My stepfather rapes me.
It happened two or three times a month for at least two years.
“I was molested fairly often between the ages of 9-13~ by my stepfather. Basically my mother would take my brother to church to drop him off and he was an altar boy. My stepfather would go into my room and anally rape me. It happened 2-3 times a month for at least 2 years. I figured it happened at least 50 times. I knew it was going to happen and would dread it and no way to get away with it. He’d give me a few bucks afterwards so I just wanted it to get over it and go buy a Gatorade and candy with the money.

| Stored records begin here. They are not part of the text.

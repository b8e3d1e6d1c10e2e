// ABOUTME: Catalog backed by JSON files on disk; rules are validated once at load
// ABOUTME: Recipe and restaurant files are re-read per call; unset files fall back to seed data
//
// SPDX-License-Identifier: MIT OR Apache-2.0
// Copyright (c) 2025 Vitalplate

use std::path::{Path, PathBuf};

use async_trait::async_trait;
use serde::de::DeserializeOwned;
use serde::{Deserialize, Serialize};
use tokio::fs;
use tracing::{debug, info};
use vitalplate_core::models::{BiomarkerRule, BiomarkerRuleRecord, Recipe, Restaurant};

use super::{
    seed, sort_by_name, validate_rules, CatalogError, RecipeCatalog, RestaurantCatalog,
    RuleCatalog,
};

/// Locations of the JSON catalog files
#[derive(Debug, Clone, Default, PartialEq, Eq, Serialize, Deserialize)]
pub struct CatalogPaths {
    /// JSON array of biomarker rules
    pub rules: Option<PathBuf>,
    /// JSON array of recipes (public and user-owned)
    pub recipes: Option<PathBuf>,
    /// JSON array of restaurants with dishes
    pub restaurants: Option<PathBuf>,
}

impl CatalogPaths {
    /// True when no file is configured
    #[must_use]
    pub const fn is_empty(&self) -> bool {
        self.rules.is_none() && self.recipes.is_none() && self.restaurants.is_none()
    }
}

/// File-backed catalog
///
/// Rules are read and validated once by [`JsonFileCatalog::load`] and served from
/// memory afterwards, so editing the rules file cannot break analysis mid-run.
/// Recipe and restaurant files are re-read on every call.
#[derive(Debug, Clone)]
pub struct JsonFileCatalog {
    paths: CatalogPaths,
    rules: Vec<BiomarkerRule>,
}

impl JsonFileCatalog {
    /// Load the catalog, validating rules and checking every configured file parses
    ///
    /// # Errors
    ///
    /// Returns the first read, parse, or rule validation failure
    pub async fn load(paths: CatalogPaths) -> Result<Self, CatalogError> {
        let rules = match &paths.rules {
            Some(path) => {
                let records: Vec<BiomarkerRuleRecord> = read_json(path).await?;
                validate_rules(records, &path.display().to_string())?
            }
            None => validate_rules(seed::default_rule_records(), "built-in")?,
        };
        let catalog = Self { paths, rules };

        let recipes = catalog.all_recipes().await?;
        let restaurants = catalog.restaurants_with_dishes().await?;
        info!(
            rules = catalog.rules.len(),
            recipes = recipes.len(),
            restaurants = restaurants.len(),
            "Loaded JSON file catalog"
        );
        Ok(catalog)
    }

    /// Configured file locations
    #[must_use]
    pub const fn paths(&self) -> &CatalogPaths {
        &self.paths
    }

    async fn all_recipes(&self) -> Result<Vec<Recipe>, CatalogError> {
        match &self.paths.recipes {
            Some(path) => read_json(path).await,
            None => Ok(seed::default_recipes()),
        }
    }
}

async fn read_json<T: DeserializeOwned>(path: &Path) -> Result<T, CatalogError> {
    let bytes = fs::read(path).await.map_err(|source| CatalogError::Io {
        path: path.to_path_buf(),
        source,
    })?;
    debug!(path = %path.display(), bytes = bytes.len(), "Read catalog file");
    serde_json::from_slice(&bytes).map_err(|source| CatalogError::Parse {
        path: path.to_path_buf(),
        source,
    })
}

#[async_trait]
impl RuleCatalog for JsonFileCatalog {
    async fn rules(&self) -> Result<Vec<BiomarkerRule>, CatalogError> {
        Ok(self.rules.clone())
    }
}

#[async_trait]
impl RecipeCatalog for JsonFileCatalog {
    async fn public_recipes(&self) -> Result<Vec<Recipe>, CatalogError> {
        let mut recipes: Vec<Recipe> = self
            .all_recipes()
            .await?
            .into_iter()
            .filter(Recipe::is_public)
            .collect();
        sort_by_name(&mut recipes);
        Ok(recipes)
    }

    async fn user_recipes(&self, user_id: &str) -> Result<Vec<Recipe>, CatalogError> {
        let mut recipes: Vec<Recipe> = self
            .all_recipes()
            .await?
            .into_iter()
            .filter(|recipe| recipe.owner.as_deref() == Some(user_id))
            .collect();
        sort_by_name(&mut recipes);
        Ok(recipes)
    }

    async fn recipe_by_id(&self, id: &str) -> Result<Option<Recipe>, CatalogError> {
        Ok(self
            .all_recipes()
            .await?
            .into_iter()
            .find(|recipe| recipe.id == id))
    }
}

#[async_trait]
impl RestaurantCatalog for JsonFileCatalog {
    async fn restaurants_with_dishes(&self) -> Result<Vec<Restaurant>, CatalogError> {
        match &self.paths.restaurants {
            Some(path) => read_json(path).await,
            None => Ok(seed::default_restaurants()),
        }
    }
}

Basically my ass was always sore and super dry. He’d only use spit as lube and I used to wet toilet paper during the week and stick it next to my asshole to keep it moist. It led to me gaining a lot of weight since food became my outlet and it got to the point where I was going to kill myself at age 14. I ended up telling my dad about it and he called the police. My mother called me up the next day and told me I ruined her life, but she had no idea it was happening and I know she was going through a lot having it happen under her watch. She has since apologized but it stung deep to her, too.
He ended up getting six years in jail from it and then his nephew came forward sometime since I did and he got additional jail time. Therapy never really helped me but I never did to get fucked up or anything afterwards. People kept telling me I looked guilty of something so I let my goofy loud side take over and that took a long time not to be that person. It’s been 14 years since then and I am doing much better. I still think about it a few times a week and have nightmares every few months but fuck it, it’s in the past. I am still a virgin at 28, I really lost self-confidence from it but I am gaining it back. Basically every year life gets better and better.
My biggest fear has always been I would do the same thing to someone since statistically I am more likely to do it. I have no sexual desire at all for children and never have and actually had a thing for older women. Just that one statistic always scares me but i know it won’t be me.”